Sylvia Onusic

It’s the scandal that won’t go away for the Weston A. Price Foundation. 

The scandal, of course, is the refusal of the foodie organization to step back from its enthusiastic endorsement of so-called fermented cod liver oil since a flood of health concerns began coming to light in 2014 and 2015. The latest flareup over FCLO comes with the publicly announced resignation by one of the organization’s directors, nutritionist Sylvia Onusic. 

In a statement posted on her web site and on her Facebook page, the nutritionist blames WAPF’s founder, Sally Fallon Morell, for her “continued insistence that FCLO be an integral ingredient in the homemade infant formula recipe, despite the possibility that the product may be harmful.” WAPF has long recommended a homemade infant formula based on raw cow or goat milk for mothers who encounter difficulties breast feeding. 

Though Onusic only joined the board in 2017, she has been involved in WAPF research and information projects since 2011, when she helped draft supporting evidence for a WAPF court case over the use of soy in prison food; the suit was eventually dismissed by a federal judge. 

Onusic says the continuing FCLO situation made her involvement on the WAPF board untenable, since “one of the major policies and positions of the WAPF is to defend and promote the use of FCLO unquestioningly. I cannot in good faith uphold this loyalty oath. First do no harm.” 

In an interview, she told me that she had tried privately to convince Fallon-Morell to back away from the FCLO endorsement. “Sally asked me to join the board, out of the blue. I thought about it. I thought maybe I could help the board, bring them into the modern world in some respects. Quickly I found out that Sally will listen to you, but nothing ever changes.” Indeed, according to Onusic, WAPF’s founder refers to herself as “the benevolent dictator.” She added that another member has been after WAPF to change its infant formula to eliminate the FCLO from the recipe. 

In her statement, Onusic reiterated concerns raised by Kaayla Daniel, a former WAPF vice president, who was booted off the board in 2015 after she released results of a study she conducted suggesting that FCLO is rancid. According to Onusic,  “The product is made with raw fish livers, a probiotic, a carbohydrate, and other ingredients, which lie in a vat for several months under the sun, without refrigeration or protection from deterioration. However, there is little transparency surrounding the production of FCLO. A former board member [Kaayla Daniel] presented laboratory analysis of FLCO based on state of the art methods (nuclear magnetic resonance) from top marine lipid laboratories which showed rancidity, the possibility of added vegetable oils, controversial levels vitamin D to vitamin A, and no vitamin K2 or CoQ10 content (as previously promoted stated on the label). The testing raised the possibility of harm and risk of harm, which should be investigated. However, no discussion was permitted about the issue at the time and the member was removed from the Board. But the elephant is still in the room.” 

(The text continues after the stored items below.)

//! Rank ladder and promotion eligibility.
//!
//! Ranks form a fixed 15-step seniority ladder. Eligibility for the next
//! rank is never stored on a record; it is re-derived on every read from
//! the time elapsed since the last rank change.

use chrono::{DateTime, Utc};
use serde::{Deserialize, Serialize, de};
use std::fmt;

/// The fixed seniority ladder, lowest rank first.
pub const RANK_LADDER: [&str; 15] = [
    "Private",
    "Lance Corporal",
    "Junior Sergeant",
    "Sergeant",
    "Senior Sergeant",
    "Sergeant Major",
    "Warrant Officer",
    "Junior Lieutenant",
    "Lieutenant",
    "Senior Lieutenant",
    "Captain",
    "Major",
    "Lieutenant Colonel",
    "Colonel",
    "General",
];

/// A position on the seniority ladder.
///
/// Stored as an index so bands and ordering fall out of integer comparison.
#[derive(Debug, Clone, Copy, PartialEq, Eq, PartialOrd, Ord, Hash)]
pub struct Rank(usize);

impl Rank {
    /// Lowest rank, assigned to fresh recruits.
    pub const PRIVATE: Rank = Rank(0);

    /// Look up a rank by ladder index.
    pub fn from_index(index: usize) -> Option<Rank> {
        (index < RANK_LADDER.len()).then_some(Rank(index))
    }

    /// Look up a rank by its display name (case-insensitive).
    pub fn from_name(name: &str) -> Option<Rank> {
        RANK_LADDER
            .iter()
            .position(|r| r.eq_ignore_ascii_case(name))
            .map(Rank)
    }

    /// Ladder index of this rank (0 = Private, 14 = General).
    pub fn index(&self) -> usize {
        self.0
    }

    /// Display name of this rank.
    pub fn name(&self) -> &'static str {
        RANK_LADDER[self.0]
    }

    /// Required whole days in rank before the next promotion is due.
    ///
    /// `None` for the officer-and-above band (index 10+), which is never
    /// evaluated automatically.
    pub fn required_wait_days(&self) -> Option<i64> {
        match self.0 {
            0..=1 => Some(2),
            2..=3 => Some(3),
            4..=6 => Some(7),
            7..=9 => Some(10),
            _ => None,
        }
    }
}

impl fmt::Display for Rank {
    fn fmt(&self, f: &mut fmt::Formatter<'_>) -> fmt::Result {
        f.write_str(self.name())
    }
}

impl Serialize for Rank {
    fn serialize<S: serde::Serializer>(&self, serializer: S) -> Result<S::Ok, S::Error> {
        serializer.serialize_str(self.name())
    }
}

impl<'de> Deserialize<'de> for Rank {
    fn deserialize<D: serde::Deserializer<'de>>(deserializer: D) -> Result<Self, D::Error> {
        let name = String::deserialize(deserializer)?;
        Rank::from_name(&name)
            .ok_or_else(|| de::Error::custom(format!("unknown rank: {name}")))
    }
}

/// Whether a promotion is due for `rank`, given the date of the last rank
/// change and the evaluation time.
///
/// Pure and total over all valid ranks. Elapsed time is floored to whole
/// days; a future `last_rank_change` is simply not yet due.
pub fn is_promotion_due(rank: Rank, last_rank_change: DateTime<Utc>, now: DateTime<Utc>) -> bool {
    let Some(required) = rank.required_wait_days() else {
        return false;
    };
    let elapsed_days = (now - last_rank_change).num_days();
    elapsed_days >= required
}

#[cfg(test)]
mod tests {
    use super::*;
    use chrono::Duration;

    fn now() -> DateTime<Utc> {
        "2026-01-10T12:00:00Z".parse().unwrap()
    }

    #[test]
    fn ladder_has_fifteen_ranks() {
        assert_eq!(RANK_LADDER.len(), 15);
        assert_eq!(Rank::PRIVATE.name(), "Private");
        assert_eq!(Rank::from_index(14).unwrap().name(), "General");
        assert!(Rank::from_index(15).is_none());
    }

    #[test]
    fn rank_lookup_is_case_insensitive() {
        assert_eq!(Rank::from_name("sergeant"), Rank::from_index(3));
        assert_eq!(Rank::from_name("SENIOR SERGEANT"), Rank::from_index(4));
        assert!(Rank::from_name("Field Marshal").is_none());
    }

    #[test]
    fn enlisted_band_requires_two_days() {
        let rank = Rank::from_index(0).unwrap();
        assert!(!is_promotion_due(rank, now() - Duration::days(1), now()));
        assert!(is_promotion_due(rank, now() - Duration::days(2), now()));
        assert!(is_promotion_due(rank, now() - Duration::days(30), now()));
    }

    #[test]
    fn junior_nco_band_boundary_at_three_days() {
        // Junior Sergeant (index 2) is due at exactly three days in rank.
        let rank = Rank::from_index(2).unwrap();
        assert!(is_promotion_due(rank, now() - Duration::days(3), now()));
        assert!(!is_promotion_due(
            rank,
            now() - Duration::days(2) - Duration::hours(23),
            now()
        ));
    }

    #[test]
    fn officer_band_is_never_due() {
        for index in 10..15 {
            let rank = Rank::from_index(index).unwrap();
            assert!(!is_promotion_due(rank, now() - Duration::days(10_000), now()));
        }
    }

    #[test]
    fn partial_days_are_floored() {
        // 1 day 23 hours elapses only one whole day.
        let rank = Rank::from_index(1).unwrap();
        let last = now() - Duration::days(1) - Duration::hours(23);
        assert!(!is_promotion_due(rank, last, now()));
    }

    #[test]
    fn future_rank_change_is_not_due() {
        let rank = Rank::PRIVATE;
        assert!(!is_promotion_due(rank, now() + Duration::days(5), now()));
    }
}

While we are on the subject of infants…..There is a followup report from NPR on the American effort to derail a World Health Organization initiative to encourage breast feeding over commercial infant formula. The report indicates the U.S. has, in the past been kind of neutral when the subject has come up, and that the recent opposition from the Trump administration is the most serious opposition ever.

There is also followup news on the outbreak of E.coli O157:H7 in Tennessee in May that sickened 15 children. It seems there were two varieties of the E.coli at work, likely one at a raw milk dairy serving herdshare members that sickened ten, and another at a day care facility where goats were around that sickened five. At least four had HUS (hemolytic uremic syndrome), a complication of the infection that often shuts down kidney function for a time. All but one of the children but have been released from the hospital; the one still hospitalized is a two-year-old boy understood to have been sickened by the raw milk, who has had a very difficult time with complications from the HUS; it’s uncertain what ongoing problems he might have both physically and mentally.